→ **ABOUT THIS EXERCISE**
In the material below, some lines carry "domain". Copy each such line.

→ **TASK MATERIAL**
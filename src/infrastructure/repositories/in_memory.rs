//! In-Memory Ledger Store
//!
//! Thread-safe implementation of `LedgerStore` kept entirely in RAM.
//!
//! # Locking
//!
//! - A directory `RwLock` maps ids and usernames to accounts. It is held
//!   only long enough to clone an account handle, or exclusively while a user
//!   is created.
//! - Each account sits behind its own `tokio::sync::Mutex`. Every read and
//!   write of an account takes that mutex, so operations on one user are
//!   serialized while different users never contend.
//!
//! # Limitations
//!
//! - Data is lost on restart
//! - Holdings are folded from the full log on every read

use crate::domain::errors::LedgerError;
use crate::domain::ledger::position::{holdings_from_log, net_shares_from_log};
use crate::domain::ledger::types::{Holding, NewTransaction, Transaction, User, UserId};
use crate::domain::repositories::{Commit, LedgerResult, LedgerStore, check_cash, check_commit};
use async_trait::async_trait;
use rust_decimal::Decimal;
use std::collections::HashMap;
use std::sync::Arc;
use std::sync::atomic::{AtomicI64, Ordering};
use tokio::sync::{Mutex, RwLock};
use tracing::debug;

struct Account {
    user: User,
    log: Vec<Transaction>,
}

#[derive(Default)]
struct Directory {
    by_id: HashMap<UserId, Arc<Mutex<Account>>>,
    by_username: HashMap<String, UserId>,
}

pub struct InMemoryLedgerStore {
    directory: RwLock<Directory>,
    next_user_id: AtomicI64,
    next_transaction_id: AtomicI64,
}

impl InMemoryLedgerStore {
    pub fn new() -> Self {
        Self {
            directory: RwLock::new(Directory::default()),
            next_user_id: AtomicI64::new(1),
            next_transaction_id: AtomicI64::new(1),
        }
    }

    async fn account(&self, user: UserId) -> LedgerResult<Arc<Mutex<Account>>> {
        self.directory
            .read()
            .await
            .by_id
            .get(&user)
            .cloned()
            .ok_or(LedgerError::UserNotFound(user))
    }
}

impl Default for InMemoryLedgerStore {
    fn default() -> Self {
        Self::new()
    }
}

#[async_trait]
impl LedgerStore for InMemoryLedgerStore {
    async fn create_user(&self, username: &str, cash: Decimal) -> LedgerResult<User> {
        if cash < Decimal::ZERO {
            return Err(LedgerError::InvalidTransaction(format!(
                "opening cash {} is negative",
                cash
            )));
        }

        let mut directory = self.directory.write().await;
        if directory.by_username.contains_key(username) {
            return Err(LedgerError::UsernameTaken(username.to_string()));
        }

        let user = User {
            id: UserId(self.next_user_id.fetch_add(1, Ordering::Relaxed)),
            username: username.to_string(),
            cash,
        };
        directory.by_username.insert(username.to_string(), user.id);
        directory.by_id.insert(
            user.id,
            Arc::new(Mutex::new(Account {
                user: user.clone(),
                log: Vec::new(),
            })),
        );

        debug!("InMemoryLedgerStore: created user {} ({})", user.id, username);
        Ok(user)
    }

    async fn get_user(&self, user: UserId) -> LedgerResult<User> {
        let account = self.account(user).await?;
        let account = account.lock().await;
        Ok(account.user.clone())
    }

    async fn find_user_by_username(&self, username: &str) -> LedgerResult<Option<User>> {
        let id = self.directory.read().await.by_username.get(username).copied();
        match id {
            Some(id) => self.get_user(id).await.map(Some),
            None => Ok(None),
        }
    }

    async fn get_cash(&self, user: UserId) -> LedgerResult<Decimal> {
        let account = self.account(user).await?;
        let account = account.lock().await;
        Ok(account.user.cash)
    }

    async fn get_holdings(&self, user: UserId) -> LedgerResult<Vec<Holding>> {
        let account = self.account(user).await?;
        let account = account.lock().await;
        Ok(holdings_from_log(&account.log))
    }

    async fn get_net_shares(&self, user: UserId, symbol: &str) -> LedgerResult<i64> {
        let account = self.account(user).await?;
        let account = account.lock().await;
        Ok(net_shares_from_log(&account.log, symbol))
    }

    async fn get_history(&self, user: UserId) -> LedgerResult<Vec<Transaction>> {
        let account = self.account(user).await?;
        let account = account.lock().await;
        Ok(account.log.clone())
    }

    async fn append_and_adjust_cash(
        &self,
        user: UserId,
        transaction: NewTransaction,
        cash_delta: Decimal,
    ) -> LedgerResult<Commit> {
        let account = self.account(user).await?;
        let mut account = account.lock().await;

        let held = net_shares_from_log(&account.log, &transaction.symbol);
        let new_cash = check_commit(account.user.cash, held, &transaction, cash_delta)?;

        // Both effects are applied under the same guard with nothing fallible in between
        let id = self.next_transaction_id.fetch_add(1, Ordering::Relaxed);
        let committed = transaction.into_committed(id, user);
        account.log.push(committed.clone());
        account.user.cash = new_cash;

        Ok(Commit {
            transaction: committed,
            cash_after: new_cash,
        })
    }

    async fn adjust_cash(&self, user: UserId, delta: Decimal) -> LedgerResult<Decimal> {
        let account = self.account(user).await?;
        let mut account = account.lock().await;

        let new_cash = check_cash(account.user.cash, delta)?;
        account.user.cash = new_cash;
        Ok(new_cash)
    }
}

#[cfg(test)]
mod tests {
    use super::*;
    use chrono::Utc;
    use rust_decimal_macros::dec;

    fn row(symbol: &str, shares: i64, price: Decimal) -> NewTransaction {
        NewTransaction {
            symbol: symbol.to_string(),
            shares,
            price,
            name: format!("{} Corp", symbol),
            timestamp: Utc::now(),
        }
    }

    #[tokio::test]
    async fn test_create_user_rejects_duplicate_username() {
        let store = InMemoryLedgerStore::new();
        let alice = store.create_user("alice", dec!(100)).await.unwrap();
        assert_eq!(alice.cash, dec!(100));

        let err = store.create_user("alice", dec!(5)).await.unwrap_err();
        assert_eq!(err, LedgerError::UsernameTaken("alice".to_string()));

        let found = store.find_user_by_username("alice").await.unwrap();
        assert_eq!(found.map(|u| u.id), Some(alice.id));
        assert!(store.find_user_by_username("bob").await.unwrap().is_none());
    }

    #[tokio::test]
    async fn test_unknown_user_is_not_found() {
        let store = InMemoryLedgerStore::new();
        assert_eq!(
            store.get_cash(UserId(42)).await.unwrap_err(),
            LedgerError::UserNotFound(UserId(42))
        );
        assert!(matches!(
            store
                .append_and_adjust_cash(UserId(42), row("X", 1, dec!(1)), dec!(-1))
                .await,
            Err(LedgerError::UserNotFound(_))
        ));
    }

    #[tokio::test]
    async fn test_append_applies_both_effects() {
        let store = InMemoryLedgerStore::new();
        let user = store.create_user("alice", dec!(10000)).await.unwrap().id;

        let commit = store
            .append_and_adjust_cash(user, row("X", 10, dec!(100)), dec!(-1000))
            .await
            .unwrap();
        assert_eq!(commit.transaction.user_id, user);
        assert_eq!(commit.cash_after, dec!(9000));

        assert_eq!(store.get_cash(user).await.unwrap(), dec!(9000));
        assert_eq!(store.get_net_shares(user, "X").await.unwrap(), 10);
        assert_eq!(store.get_history(user).await.unwrap(), vec![commit.transaction]);
    }

    #[tokio::test]
    async fn test_rejected_append_leaves_account_untouched() {
        let store = InMemoryLedgerStore::new();
        let user = store.create_user("alice", dec!(50)).await.unwrap().id;

        let err = store
            .append_and_adjust_cash(user, row("X", 1, dec!(100)), dec!(-100))
            .await
            .unwrap_err();
        assert!(matches!(err, LedgerError::InsufficientFunds { .. }));

        let err = store
            .append_and_adjust_cash(user, row("X", -1, dec!(100)), dec!(100))
            .await
            .unwrap_err();
        assert!(matches!(err, LedgerError::InsufficientShares { held: 0, .. }));

        assert_eq!(store.get_cash(user).await.unwrap(), dec!(50));
        assert!(store.get_history(user).await.unwrap().is_empty());
    }

    #[tokio::test]
    async fn test_out_of_range_share_counts_are_rejected() {
        let store = InMemoryLedgerStore::new();
        let plenty = Decimal::from(i64::MAX) * dec!(100);
        let user = store.create_user("alice", plenty).await.unwrap().id;

        let err = store
            .append_and_adjust_cash(user, row("X", i64::MIN, dec!(1)), dec!(1))
            .await
            .unwrap_err();
        assert!(matches!(err, LedgerError::InvalidTransaction(_)));

        store
            .append_and_adjust_cash(user, row("X", i64::MAX, dec!(1)), -Decimal::from(i64::MAX))
            .await
            .unwrap();
        let err = store
            .append_and_adjust_cash(user, row("X", 1, dec!(1)), dec!(-1))
            .await
            .unwrap_err();
        assert!(matches!(err, LedgerError::InvalidTransaction(_)));

        assert_eq!(store.get_net_shares(user, "X").await.unwrap(), i64::MAX);
        assert_eq!(store.get_holdings(user).await.unwrap()[0].net_shares, i64::MAX);
        assert_eq!(store.get_history(user).await.unwrap().len(), 1);
    }

    #[tokio::test]
    async fn test_adjust_cash_refuses_overdraft() {
        let store = InMemoryLedgerStore::new();
        let user = store.create_user("alice", dec!(0)).await.unwrap().id;

        assert_eq!(store.adjust_cash(user, dec!(25.50)).await.unwrap(), dec!(25.50));
        assert!(store.adjust_cash(user, dec!(-30)).await.is_err());
        assert_eq!(store.get_cash(user).await.unwrap(), dec!(25.50));
    }
}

→ **WRITTEN ANSWER**
use crate::domain::errors::LedgerError;
use crate::domain::ledger::position::{holdings_from_log, net_shares_from_log};
use crate::domain::ledger::types::{Holding, NewTransaction, Transaction, User, UserId};
use crate::domain::repositories::{Commit, LedgerResult, LedgerStore, check_cash, check_commit};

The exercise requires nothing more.